◆ **What the task asks**: Hunt through the lines below for the string "tempfile" and copy each one that has it.

━━ Data supplied

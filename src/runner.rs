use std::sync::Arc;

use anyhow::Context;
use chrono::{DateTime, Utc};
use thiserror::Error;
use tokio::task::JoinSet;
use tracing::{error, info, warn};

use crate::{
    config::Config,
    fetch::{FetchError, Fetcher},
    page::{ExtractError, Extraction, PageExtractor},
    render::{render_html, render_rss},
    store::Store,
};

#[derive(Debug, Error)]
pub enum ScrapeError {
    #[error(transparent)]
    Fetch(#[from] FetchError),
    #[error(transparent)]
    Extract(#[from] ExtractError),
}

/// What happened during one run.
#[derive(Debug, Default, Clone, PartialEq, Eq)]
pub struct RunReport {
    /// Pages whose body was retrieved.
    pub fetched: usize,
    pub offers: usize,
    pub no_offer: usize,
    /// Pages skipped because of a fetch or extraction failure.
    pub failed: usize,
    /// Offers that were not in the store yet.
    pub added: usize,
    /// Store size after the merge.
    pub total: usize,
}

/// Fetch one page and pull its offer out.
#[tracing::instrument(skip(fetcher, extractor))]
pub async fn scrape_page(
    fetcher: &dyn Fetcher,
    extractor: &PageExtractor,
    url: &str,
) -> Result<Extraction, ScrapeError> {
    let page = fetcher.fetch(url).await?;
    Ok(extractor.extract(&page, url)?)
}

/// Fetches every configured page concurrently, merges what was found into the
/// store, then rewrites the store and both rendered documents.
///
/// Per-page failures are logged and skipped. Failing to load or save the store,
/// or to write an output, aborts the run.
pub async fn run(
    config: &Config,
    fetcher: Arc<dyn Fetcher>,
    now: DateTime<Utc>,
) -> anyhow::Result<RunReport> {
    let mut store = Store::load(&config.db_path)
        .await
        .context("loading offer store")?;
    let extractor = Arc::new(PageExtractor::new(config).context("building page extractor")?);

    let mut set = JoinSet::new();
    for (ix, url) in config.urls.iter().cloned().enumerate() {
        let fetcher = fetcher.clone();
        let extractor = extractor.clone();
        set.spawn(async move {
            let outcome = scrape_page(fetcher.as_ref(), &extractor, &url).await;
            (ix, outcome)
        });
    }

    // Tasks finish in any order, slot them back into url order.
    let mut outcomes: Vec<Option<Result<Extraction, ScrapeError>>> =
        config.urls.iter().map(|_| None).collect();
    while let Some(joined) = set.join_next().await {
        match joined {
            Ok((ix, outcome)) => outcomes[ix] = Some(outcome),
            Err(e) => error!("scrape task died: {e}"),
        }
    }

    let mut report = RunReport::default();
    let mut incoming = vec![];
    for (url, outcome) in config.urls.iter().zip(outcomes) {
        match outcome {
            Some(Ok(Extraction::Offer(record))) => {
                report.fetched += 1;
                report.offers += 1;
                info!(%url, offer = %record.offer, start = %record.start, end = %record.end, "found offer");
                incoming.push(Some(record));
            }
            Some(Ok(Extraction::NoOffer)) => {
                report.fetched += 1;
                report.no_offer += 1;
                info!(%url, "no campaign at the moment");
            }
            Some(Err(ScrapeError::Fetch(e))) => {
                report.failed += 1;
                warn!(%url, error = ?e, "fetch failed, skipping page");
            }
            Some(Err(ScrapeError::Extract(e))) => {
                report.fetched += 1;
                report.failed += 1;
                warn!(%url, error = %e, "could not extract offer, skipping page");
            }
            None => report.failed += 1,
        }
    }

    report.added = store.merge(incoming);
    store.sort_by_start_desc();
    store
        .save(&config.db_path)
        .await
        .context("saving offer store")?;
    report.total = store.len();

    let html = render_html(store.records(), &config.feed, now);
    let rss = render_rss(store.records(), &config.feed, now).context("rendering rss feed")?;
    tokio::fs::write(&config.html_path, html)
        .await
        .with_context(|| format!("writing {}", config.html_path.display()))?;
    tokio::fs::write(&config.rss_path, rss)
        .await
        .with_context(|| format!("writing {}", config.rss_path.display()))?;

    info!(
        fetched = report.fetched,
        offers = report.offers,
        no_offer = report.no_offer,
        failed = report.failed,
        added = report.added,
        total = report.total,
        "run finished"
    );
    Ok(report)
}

━━━━
━━ Data supplied

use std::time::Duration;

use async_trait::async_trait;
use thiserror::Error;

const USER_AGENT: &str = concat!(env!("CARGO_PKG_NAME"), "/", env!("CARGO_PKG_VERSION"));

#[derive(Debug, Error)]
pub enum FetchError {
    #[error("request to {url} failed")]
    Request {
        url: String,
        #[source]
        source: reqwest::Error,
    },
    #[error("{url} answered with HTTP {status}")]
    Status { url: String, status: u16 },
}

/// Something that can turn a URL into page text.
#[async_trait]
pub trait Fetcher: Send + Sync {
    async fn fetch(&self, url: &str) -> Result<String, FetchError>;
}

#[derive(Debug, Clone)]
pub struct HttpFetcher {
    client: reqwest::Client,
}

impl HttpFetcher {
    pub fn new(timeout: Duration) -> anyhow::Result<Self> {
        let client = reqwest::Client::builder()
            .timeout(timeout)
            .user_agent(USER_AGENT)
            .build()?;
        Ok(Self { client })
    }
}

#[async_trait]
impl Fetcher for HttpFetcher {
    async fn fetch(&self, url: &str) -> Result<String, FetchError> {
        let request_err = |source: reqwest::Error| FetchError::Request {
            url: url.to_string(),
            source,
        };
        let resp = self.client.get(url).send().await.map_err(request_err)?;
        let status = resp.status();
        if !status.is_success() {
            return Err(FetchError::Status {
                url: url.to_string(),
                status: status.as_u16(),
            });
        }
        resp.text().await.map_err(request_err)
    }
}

━━━━
━━ Data supplied

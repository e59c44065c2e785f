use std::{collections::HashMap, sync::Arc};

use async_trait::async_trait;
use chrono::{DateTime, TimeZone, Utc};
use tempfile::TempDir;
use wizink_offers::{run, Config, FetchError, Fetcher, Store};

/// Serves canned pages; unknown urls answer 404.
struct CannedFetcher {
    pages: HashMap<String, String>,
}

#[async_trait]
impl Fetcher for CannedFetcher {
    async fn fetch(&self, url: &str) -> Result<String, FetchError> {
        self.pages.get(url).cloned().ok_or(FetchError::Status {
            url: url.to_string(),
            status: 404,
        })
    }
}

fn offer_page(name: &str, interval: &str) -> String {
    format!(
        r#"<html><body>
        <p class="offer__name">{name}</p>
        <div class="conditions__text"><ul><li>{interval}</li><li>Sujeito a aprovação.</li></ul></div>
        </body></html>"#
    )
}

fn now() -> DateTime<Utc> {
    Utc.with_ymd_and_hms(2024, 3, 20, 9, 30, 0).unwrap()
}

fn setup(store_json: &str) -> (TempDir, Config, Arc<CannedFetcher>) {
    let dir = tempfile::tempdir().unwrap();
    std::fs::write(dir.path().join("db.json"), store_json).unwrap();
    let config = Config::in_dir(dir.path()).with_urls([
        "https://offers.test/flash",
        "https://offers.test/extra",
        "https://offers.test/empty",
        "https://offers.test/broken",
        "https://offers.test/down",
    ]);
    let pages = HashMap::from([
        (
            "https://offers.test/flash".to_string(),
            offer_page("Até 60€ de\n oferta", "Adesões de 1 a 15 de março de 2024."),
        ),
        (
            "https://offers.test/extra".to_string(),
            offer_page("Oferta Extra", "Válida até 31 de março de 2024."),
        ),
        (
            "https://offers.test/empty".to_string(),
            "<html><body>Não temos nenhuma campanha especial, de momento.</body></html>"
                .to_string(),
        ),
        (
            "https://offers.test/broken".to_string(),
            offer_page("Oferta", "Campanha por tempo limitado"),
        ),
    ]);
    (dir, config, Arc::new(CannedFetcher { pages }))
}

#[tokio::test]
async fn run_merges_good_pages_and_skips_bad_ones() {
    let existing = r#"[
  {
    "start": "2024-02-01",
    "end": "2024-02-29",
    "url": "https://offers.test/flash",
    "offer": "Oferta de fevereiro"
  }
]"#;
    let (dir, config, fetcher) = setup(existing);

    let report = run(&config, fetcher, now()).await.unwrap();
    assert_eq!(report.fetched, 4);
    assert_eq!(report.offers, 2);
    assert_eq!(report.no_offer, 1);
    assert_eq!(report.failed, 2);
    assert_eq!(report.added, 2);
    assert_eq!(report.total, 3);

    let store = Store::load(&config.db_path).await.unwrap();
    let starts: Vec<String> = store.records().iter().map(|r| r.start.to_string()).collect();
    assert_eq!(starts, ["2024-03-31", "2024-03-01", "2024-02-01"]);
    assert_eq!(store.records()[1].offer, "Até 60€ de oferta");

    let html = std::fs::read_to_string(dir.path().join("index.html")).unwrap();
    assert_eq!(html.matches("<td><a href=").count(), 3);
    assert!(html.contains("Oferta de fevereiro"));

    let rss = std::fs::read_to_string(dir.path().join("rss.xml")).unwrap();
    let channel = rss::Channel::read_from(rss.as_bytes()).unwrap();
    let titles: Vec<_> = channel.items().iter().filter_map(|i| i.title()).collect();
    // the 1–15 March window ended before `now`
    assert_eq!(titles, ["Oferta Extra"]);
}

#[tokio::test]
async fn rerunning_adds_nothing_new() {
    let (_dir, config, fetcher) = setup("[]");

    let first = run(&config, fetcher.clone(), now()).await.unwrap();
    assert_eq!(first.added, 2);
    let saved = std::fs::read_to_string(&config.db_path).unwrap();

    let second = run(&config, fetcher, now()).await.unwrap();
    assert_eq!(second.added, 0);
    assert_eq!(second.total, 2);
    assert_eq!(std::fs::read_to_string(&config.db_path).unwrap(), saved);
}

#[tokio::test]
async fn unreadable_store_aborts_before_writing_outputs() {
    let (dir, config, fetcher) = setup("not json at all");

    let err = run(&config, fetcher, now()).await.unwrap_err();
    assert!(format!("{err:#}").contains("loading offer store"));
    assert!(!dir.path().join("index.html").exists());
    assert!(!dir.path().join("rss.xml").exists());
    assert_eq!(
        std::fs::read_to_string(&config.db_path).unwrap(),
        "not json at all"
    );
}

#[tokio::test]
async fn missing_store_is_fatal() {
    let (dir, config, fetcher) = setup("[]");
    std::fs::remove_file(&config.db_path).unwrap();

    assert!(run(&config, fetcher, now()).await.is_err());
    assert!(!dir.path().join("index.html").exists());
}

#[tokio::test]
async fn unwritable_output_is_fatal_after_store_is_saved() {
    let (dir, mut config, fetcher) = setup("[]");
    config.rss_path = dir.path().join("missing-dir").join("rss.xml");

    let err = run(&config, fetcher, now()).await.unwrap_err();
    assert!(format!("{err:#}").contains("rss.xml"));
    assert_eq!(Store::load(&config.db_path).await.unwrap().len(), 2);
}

━━━━

◆ **Written answer**:
use tempfile::TempDir;
    let dir = tempfile::tempdir().unwrap();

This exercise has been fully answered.